Data shown:
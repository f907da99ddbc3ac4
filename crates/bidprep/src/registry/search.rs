use super::domain::CompanyEntry;
use super::normalizer::{clean_display_name, normalize_name};

/// Entries whose search key contains the normalized query, in registry order.
pub fn search<'a>(entries: &'a [CompanyEntry], query: &str) -> Vec<&'a CompanyEntry> {
    let needle = normalize_name(query);
    if needle.is_empty() {
        return Vec::new();
    }

    entries
        .iter()
        .filter(|entry| entry.normalized_name.contains(&needle))
        .collect()
}

/// Exact lookup by display name and region, as chosen from a result list.
pub fn find_entry<'a>(
    entries: &'a [CompanyEntry],
    name: &str,
    region: &str,
) -> Option<&'a CompanyEntry> {
    entries
        .iter()
        .find(|entry| entry.name == name && entry.region == region)
}

/// Cell text written back for a selected company: the cleaned name, with the
/// manager on a second line when one is known.
pub fn display_label(entry: &CompanyEntry) -> String {
    let cleaned = clean_display_name(&entry.name);
    let name = if cleaned.is_empty() {
        entry.name.as_str()
    } else {
        cleaned.as_str()
    };

    match entry.manager_name.as_deref() {
        Some(manager) => format!("{name}\n{manager}").trim().to_string(),
        None => name.to_string(),
    }
}

#[cfg(test)]
mod tests {
    use super::*;

    fn entry(name: &str, region: &str, notes: &str) -> CompanyEntry {
        let mut entry = CompanyEntry::blank(name, region);
        entry.notes = notes.to_string();
        entry.finish()
    }

    #[test]
    fn search_matches_normalized_substrings() {
        let entries = vec![
            entry("(주)대한건설", "서울", ""),
            entry("대한전기 3.5", "부산", ""),
            entry("한빛통신", "서울", ""),
        ];

        let hits: Vec<_> = search(&entries, " 대한 ")
            .into_iter()
            .map(|entry| entry.region.as_str())
            .collect();
        assert_eq!(hits, vec!["서울", "부산"]);
        assert!(search(&entries, "(주) 12").is_empty());
    }

    #[test]
    fn find_entry_requires_name_and_region() {
        let entries = vec![entry("대한건설", "서울", ""), entry("대한건설", "부산", "")];

        let found = find_entry(&entries, "대한건설", "부산").expect("entry found");
        assert_eq!(found.region, "부산");
        assert!(find_entry(&entries, "대한건설", "대구").is_none());
    }

    #[test]
    fn display_label_appends_manager() {
        assert_eq!(
            display_label(&entry("㈜대한건설", "서울", "김철수 과장")),
            "대한건설\n김철수"
        );
        assert_eq!(display_label(&entry("주식회사", "서울", "")), "주식회사");
    }
}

Your instructions: Repeat the data word for word, starting at its first line and stopping after the line that contains "entry.name.as_str()".

Expected answer:
repository f907da99ddbc3ac4
filename crates/bidprep/src/registry/search.rs
use super::domain::CompanyEntry;
use super::normalizer::{clean_display_name, normalize_name};

/// Entries whose search key contains the normalized query, in registry order.
pub fn search<'a>(entries: &'a [CompanyEntry], query: &str) -> Vec<&'a CompanyEntry> {
    let needle = normalize_name(query);
    if needle.is_empty() {
        return Vec::new();
    }

    entries
        .iter()
        .filter(|entry| entry.normalized_name.contains(&needle))
        .collect()
}

/// Exact lookup by display name and region, as chosen from a result list.
pub fn find_entry<'a>(
    entries: &'a [CompanyEntry],
    name: &str,
    region: &str,
) -> Option<&'a CompanyEntry> {
    entries
        .iter()
        .find(|entry| entry.name == name && entry.region == region)
}

/// Cell text written back for a selected company: the cleaned name, with the
/// manager on a second line when one is known.
pub fn display_label(entry: &CompanyEntry) -> String {
    let cleaned = clean_display_name(&entry.name);
    let name = if cleaned.is_empty() {
        entry.name.as_str()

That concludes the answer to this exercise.